## [Instructions to follow]
Look through the data below, and copy each line that carries the word "Invalid".

## [Source material]
use std::{
    fs::File,
    io::BufReader,
    path::{Path, PathBuf},
};

use anyhow::{Context, Result, anyhow};
use serde::{Deserialize, Serialize};

#[derive(Debug, Clone, Deserialize, Serialize)]
pub struct GitHubConfig {
    pub token: String,
    /// `owner/name`
    pub repository: String,
    pub api_url: Option<String>,
}

impl GitHubConfig {
    pub fn from_env() -> Result<Self> { Self::from_lookup(|key| std::env::var(key).ok()) }

    pub fn from_lookup(lookup: impl Fn(&str) -> Option<String>) -> Result<Self> {
        let token = input_from(&lookup, "github-token")
            .or_else(|| non_empty(lookup("GITHUB_TOKEN")))
            .context("No GitHub token provided (github-token input or GITHUB_TOKEN)")?;
        let repository =
            non_empty(lookup("GITHUB_REPOSITORY")).context("GITHUB_REPOSITORY is not set")?;
        let api_url = non_empty(lookup("GITHUB_API_URL"));
        let config = Self { token, repository, api_url };
        config.owner_repo()?;
        Ok(config)
    }

    pub fn owner_repo(&self) -> Result<(&str, &str)> {
        match self.repository.split_once('/') {
            Some((owner, repo)) if !owner.is_empty() && !repo.is_empty() && !repo.contains('/') => {
                Ok((owner, repo))
            }
            _ => Err(anyhow!("Invalid repository '{}', expected owner/name", self.repository)),
        }
    }
}

#[derive(Debug, Clone, Deserialize, Serialize)]
#[serde(default)]
pub struct InjectConfig {
    pub status_file: PathBuf,
    pub marker_tool_id: String,
    pub check_run_title_prefix: String,
    pub summary_name: String,
    pub poll: PollConfig,
}

impl Default for InjectConfig {
    fn default() -> Self {
        Self {
            status_file: PathBuf::from("build-metadata.json"),
            marker_tool_id: "Quarkus-GitHub-Bot".to_string(),
            check_run_title_prefix: "Build summary for ".to_string(),
            summary_name: "Build scans".to_string(),
            poll: PollConfig::default(),
        }
    }
}

impl InjectConfig {
    /// Loads the YAML configuration file, or the defaults when no file is given.
    pub fn load(path: Option<&Path>) -> Result<Self> {
        let Some(path) = path else {
            return Ok(Self::default());
        };
        let file = File::open(path)
            .with_context(|| format!("Failed to open config file {}", path.display()))?;
        serde_yaml::from_reader(BufReader::new(file))
            .with_context(|| format!("Failed to parse config file {}", path.display()))
    }
}

/// How long to wait for the report comment to show up.
#[derive(Debug, Clone, Copy, Eq, PartialEq, Deserialize, Serialize)]
#[serde(default)]
pub struct PollConfig {
    pub initial_delay_secs: u64,
    pub interval_secs: u64,
    pub timeout_secs: u64,
}

impl Default for PollConfig {
    fn default() -> Self { Self { initial_delay_secs: 120, interval_secs: 180, timeout_secs: 900 } }
}

fn non_empty(value: Option<String>) -> Option<String> { value.filter(|v| !v.is_empty()) }

/// Reads an action input from the `INPUT_<NAME>` environment variable.
pub fn input(name: &str) -> Option<String> { input_from(|key| std::env::var(key).ok(), name) }

pub fn input_from(lookup: impl Fn(&str) -> Option<String>, name: &str) -> Option<String> {
    non_empty(lookup(&format!("INPUT_{}", name.replace(' ', "_").to_uppercase())))
}
use std::{path::PathBuf, str::FromStr};

use anyhow::{Context, Result};
use pr_actions_core::config::input;

// For argp::FromArgs
pub fn native_path(value: &str) -> Result<PathBuf, String> { Ok(PathBuf::from(value)) }

/// Reads an optional action input and parses it.
pub fn parse_input<T>(name: &str) -> Result<Option<T>>
where
    T: FromStr,
    T::Err: std::error::Error + Send + Sync + 'static,
{
    input(name)
        .map(|value| {
            value.trim().parse::<T>().with_context(|| format!("Invalid {name} input '{value}'"))
        })
        .transpose()
}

## [Reply to the exercise]
            _ => Err(anyhow!("Invalid repository '{}', expected owner/name", self.repository)),
            value.trim().parse::<T>().with_context(|| format!("Invalid {name} input '{value}'"))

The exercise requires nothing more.